One complication: we’re going to be injecting our shellcode into our buffer, which starts at address 0x7fffffffec50 - or 140737488350288 in decimal. Do we really want to write %140737488350288x…? If nothing else, this is going to take our attacking machine a while.
Better solution? Use %hn, as mentioned above in part 2. Split 0x7fffffffec50 - or rather, I used 0x7fffffffecb0, since of course we need room for our format string/etc at the front of our buffer before our shellcode - into 3 chunks. 0x7fff 0xffff and 0xecb0 are only 32767, 65535, and 60592 in decimal - far more manageable. We need to write these into our return in two byte chunks. (ie, at location 0x7fffffffed68, ed6a, ed6c…)
Remember that %n (or %hn) is cumulative, though. 0x7fff can still be written first, but 0xecb0 has to be written next, since it’s smaller than 0xffff. This means we’ll be writing our 2-byte chunks out of order! Not a big deal, just something to keep track of.
Let’s build our payload.
"%32767x" # write 7fff
+ "%16$hn" # write to portion of return pointed to by 16$
+ "%27825x" # write ecb0.
+ "%14$hn" # remember, cumulative - that's why we did 27825x
+ "%04943x" # write ffff
+ "%15$hn"
+ "AAAAAAAAA" # some padding to align our below addresses properly
+ "\x68\xED\xFF\xFF\xFF\x7F\x00\x00" # 14$
+ "\x6A\xED\xFF\xFF\xFF\x7F\x00\x00" # 15$
+ "\x6C\xED\xFF\xFF\xFF\x7F\x00\x00" # 16$
+ "\x90"*32 # some noops. we don't really need these, but I like aiming at them
+ shellcode_here
Sending this through a python print piped through an nc gets us… well, depends on what we inserted as our shellcode! But if it was a reverse-bind, and we had a listener open, then we would indeed get a connection from the target/victim machine with a shell.
Since we based our strategy on memory leaks, no gdb or definite stack knowledge necessary, this can be reproduced easily with stack randomization! It’s just simpler not to have to recalculate every time thanks to the stack moving around until you have a strategy you can automate.
Step 4: Automating the format string exploit
From here all we need is to code up this strategy into a script that we can point at the vulnerable service.
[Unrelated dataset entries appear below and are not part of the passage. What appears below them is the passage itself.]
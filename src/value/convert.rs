//! 类型导向的值转换
//!
//! `FromValue` 把脚本传入的 `Value` 强制转换为原生参数类型，数值收窄做范围
//! 检查；`IntoScriptResult` 把原生返回值装回 `Value`。

use std::collections::BTreeMap;
use std::sync::Arc;

use super::Value;
use crate::core::error::{BridgeError, BridgeResult, ConversionError};
use crate::scripting::object::{ScriptObjectExt, ScriptObjectRef};

/// 从 `Value` 强制转换
pub trait FromValue: Sized {
    fn from_value(value: &Value) -> Result<Self, ConversionError>;
}

/// 原生返回值转换为脚本结果
pub trait IntoScriptResult {
    fn into_script_result(self) -> BridgeResult<Value>;
}

fn incompatible(value: &Value, to: &'static str) -> ConversionError {
    ConversionError::Incompatible {
        from: value.type_name(),
        to,
    }
}

macro_rules! impl_from_value_int {
    ($($ty:ty),* $(,)?) => {
        $(
            impl FromValue for $ty {
                fn from_value(value: &Value) -> Result<Self, ConversionError> {
                    let target = stringify!($ty);
                    let wide = match value {
                        Value::Bool(b) => *b as i128,
                        Value::String(_) | Value::WString(_) => {
                            let text = value.as_string().unwrap_or_default();
                            let trimmed = text.trim();
                            match trimmed.parse::<i128>() {
                                Ok(v) => v,
                                Err(_) => trimmed
                                    .parse::<f64>()
                                    .ok()
                                    .and_then(|f| Value::F64(f).as_i128())
                                    .ok_or_else(|| ConversionError::Parse {
                                        input: text.clone(),
                                        target,
                                    })?,
                            }
                        }
                        other if other.is_numeric() => {
                            other.as_i128().ok_or_else(|| ConversionError::Overflow {
                                value: other.as_f64().map(|f| f.to_string()).unwrap_or_default(),
                                target,
                            })?
                        }
                        other => return Err(incompatible(other, target)),
                    };
                    <$ty>::try_from(wide).map_err(|_| ConversionError::Overflow {
                        value: wide.to_string(),
                        target,
                    })
                }
            }
        )*
    };
}

impl_from_value_int!(i8, u8, i16, u16, i32, u32, i64, u64, usize, isize);

impl FromValue for f64 {
    fn from_value(value: &Value) -> Result<Self, ConversionError> {
        match value {
            Value::Bool(b) => Ok(if *b { 1.0 } else { 0.0 }),
            Value::String(_) | Value::WString(_) => {
                let text = value.as_string().unwrap_or_default();
                text.trim().parse::<f64>().map_err(|_| ConversionError::Parse {
                    input: text,
                    target: "f64",
                })
            }
            other => other.as_f64().ok_or_else(|| incompatible(other, "f64")),
        }
    }
}

impl FromValue for f32 {
    fn from_value(value: &Value) -> Result<Self, ConversionError> {
        if let Value::F32(v) = value {
            return Ok(*v);
        }
        let wide = f64::from_value(value).map_err(|err| match err {
            ConversionError::Incompatible { from, .. } => ConversionError::Incompatible { from, to: "f32" },
            ConversionError::Parse { input, .. } => ConversionError::Parse { input, target: "f32" },
            other => other,
        })?;
        if wide.is_finite() && wide.abs() > f32::MAX as f64 {
            return Err(ConversionError::Overflow {
                value: wide.to_string(),
                target: "f32",
            });
        }
        Ok(wide as f32)
    }
}

impl FromValue for bool {
    fn from_value(value: &Value) -> Result<Self, ConversionError> {
        match value {
            Value::Bool(b) => Ok(*b),
            Value::String(_) | Value::WString(_) => {
                let text = value.as_string().unwrap_or_default();
                match text.trim().to_ascii_lowercase().as_str() {
                    "true" | "1" => Ok(true),
                    "false" | "0" | "" => Ok(false),
                    _ => Err(ConversionError::Parse {
                        input: text,
                        target: "bool",
                    }),
                }
            }
            other => other
                .as_f64()
                .map(|f| f != 0.0)
                .ok_or_else(|| incompatible(other, "bool")),
        }
    }
}

impl FromValue for String {
    fn from_value(value: &Value) -> Result<Self, ConversionError> {
        match value {
            Value::String(s) => Ok(s.clone()),
            Value::WString(w) => Ok(String::from_utf16_lossy(w)),
            Value::Bool(b) => Ok(b.to_string()),
            Value::I8(v) => Ok(v.to_string()),
            Value::U8(v) => Ok(v.to_string()),
            Value::I16(v) => Ok(v.to_string()),
            Value::U16(v) => Ok(v.to_string()),
            Value::I32(v) => Ok(v.to_string()),
            Value::U32(v) => Ok(v.to_string()),
            Value::I64(v) => Ok(v.to_string()),
            Value::U64(v) => Ok(v.to_string()),
            Value::F32(v) => Ok(v.to_string()),
            Value::F64(v) => Ok(v.to_string()),
            other => Err(incompatible(other, "string")),
        }
    }
}

impl FromValue for Value {
    fn from_value(value: &Value) -> Result<Self, ConversionError> {
        Ok(value.clone())
    }
}

impl FromValue for ScriptObjectRef {
    fn from_value(value: &Value) -> Result<Self, ConversionError> {
        match value {
            Value::Object(obj) | Value::HostObject(obj) => Ok(Arc::clone(obj)),
            Value::WeakObject(weak) => weak.upgrade().ok_or(ConversionError::Expired),
            other => Err(incompatible(other, "object")),
        }
    }
}

/// null 与 void 转换为 `None`，缺省的尾部参数同样如此
impl<T: FromValue> FromValue for Option<T> {
    fn from_value(value: &Value) -> Result<Self, ConversionError> {
        match value {
            Value::Void | Value::Null => Ok(None),
            Value::WeakObject(weak) if weak.strong_count() == 0 => Ok(None),
            other => T::from_value(other).map(Some),
        }
    }
}

impl<T: FromValue> FromValue for Vec<T> {
    fn from_value(value: &Value) -> Result<Self, ConversionError> {
        match value {
            Value::List(items) => items.iter().map(T::from_value).collect(),
            Value::HostObject(host) => host
                .array_values()
                .map_err(|_| incompatible(value, "list"))?
                .iter()
                .map(T::from_value)
                .collect(),
            other => Err(incompatible(other, "list")),
        }
    }
}

impl<T: FromValue> FromValue for BTreeMap<String, T> {
    fn from_value(value: &Value) -> Result<Self, ConversionError> {
        let convert = |entries: &BTreeMap<String, Value>| {
            entries
                .iter()
                .map(|(k, v)| T::from_value(v).map(|v| (k.clone(), v)))
                .collect()
        };
        match value {
            Value::Map(entries) => convert(entries),
            Value::HostObject(host) => {
                let entries = host
                    .object_values()
                    .map_err(|_| incompatible(value, "map"))?;
                convert(&entries)
            }
            other => Err(incompatible(other, "map")),
        }
    }
}

macro_rules! impl_into_script_result {
    ($($ty:ty),* $(,)?) => {
        $(
            impl IntoScriptResult for $ty {
                fn into_script_result(self) -> BridgeResult<Value> {
                    Ok(Value::from(self))
                }
            }
        )*
    };
}

impl_into_script_result!(
    (),
    bool,
    i8,
    u8,
    i16,
    u16,
    i32,
    u32,
    i64,
    u64,
    f32,
    f64,
    String,
    &str,
    ScriptObjectRef,
);

impl IntoScriptResult for Value {
    fn into_script_result(self) -> BridgeResult<Value> {
        Ok(self)
    }
}

impl IntoScriptResult for usize {
    fn into_script_result(self) -> BridgeResult<Value> {
        Ok(Value::U64(self as u64))
    }
}

impl<T: IntoScriptResult> IntoScriptResult for Option<T> {
    fn into_script_result(self) -> BridgeResult<Value> {
        match self {
            Some(v) => v.into_script_result(),
            None => Ok(Value::Null),
        }
    }
}

impl<T: IntoScriptResult> IntoScriptResult for Vec<T> {
    fn into_script_result(self) -> BridgeResult<Value> {
        self.into_iter()
            .map(IntoScriptResult::into_script_result)
            .collect::<BridgeResult<Vec<_>>>()
            .map(Value::List)
    }
}

impl<T: IntoScriptResult> IntoScriptResult for BTreeMap<String, T> {
    fn into_script_result(self) -> BridgeResult<Value> {
        self.into_iter()
            .map(|(k, v)| v.into_script_result().map(|v| (k, v)))
            .collect::<BridgeResult<BTreeMap<_, _>>>()
            .map(Value::Map)
    }
}

impl<T: IntoScriptResult> IntoScriptResult for Result<T, BridgeError> {
    fn into_script_result(self) -> BridgeResult<Value> {
        self.and_then(IntoScriptResult::into_script_result)
    }
}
This is… not any more difficult than creating the original exploit, but slightly obnoxious thanks to things like big/little-endian storage, etc.
I wrote my script in python - it can be found up above through that relevant files link - and here are some potentially-useful notes:
- I found it a lot easier to make certain the format-string, address, and noop portion of my payload would always be the same length, rather than having to adjust padding after my format-string or (worse) shellcode addressing. This doesn’t require any additional code except for the format string portion, and there the only things that would need to be adjusted are the %#x sections. Those just need to be zero-padded in front. Python has a useful zfill function for this purpose.
- Write a tiny function to flip big-endian addresses to little-endian. You will thank yourself.
- I dealt with arguments needing to be written in different orders, depending on the stack address, by creating a list of tuples and arranging based on hex number size. In the final format string, this shuffles around my %#$hn sections based on the %#x sections. You can instead shuffle around the addresses if you’re so inclined, it wouldn’t make a huge difference - just decide on a strategy and stick to it!
- Sometimes python is finicky. If I didn’t make it sleep after my first send through the socket, it wouldn’t receive the response. If I shut down my socket at the end, even after seemingly successfully placing and executing my shellcode, the shellcode wouldn’t run properly - I had to leave the socket open. Yes, even for a reverse bind using another socket. Be ready for fiddling and other weird tiny pitfalls that don’t necessarily mean your payload or shellcode were incorrect.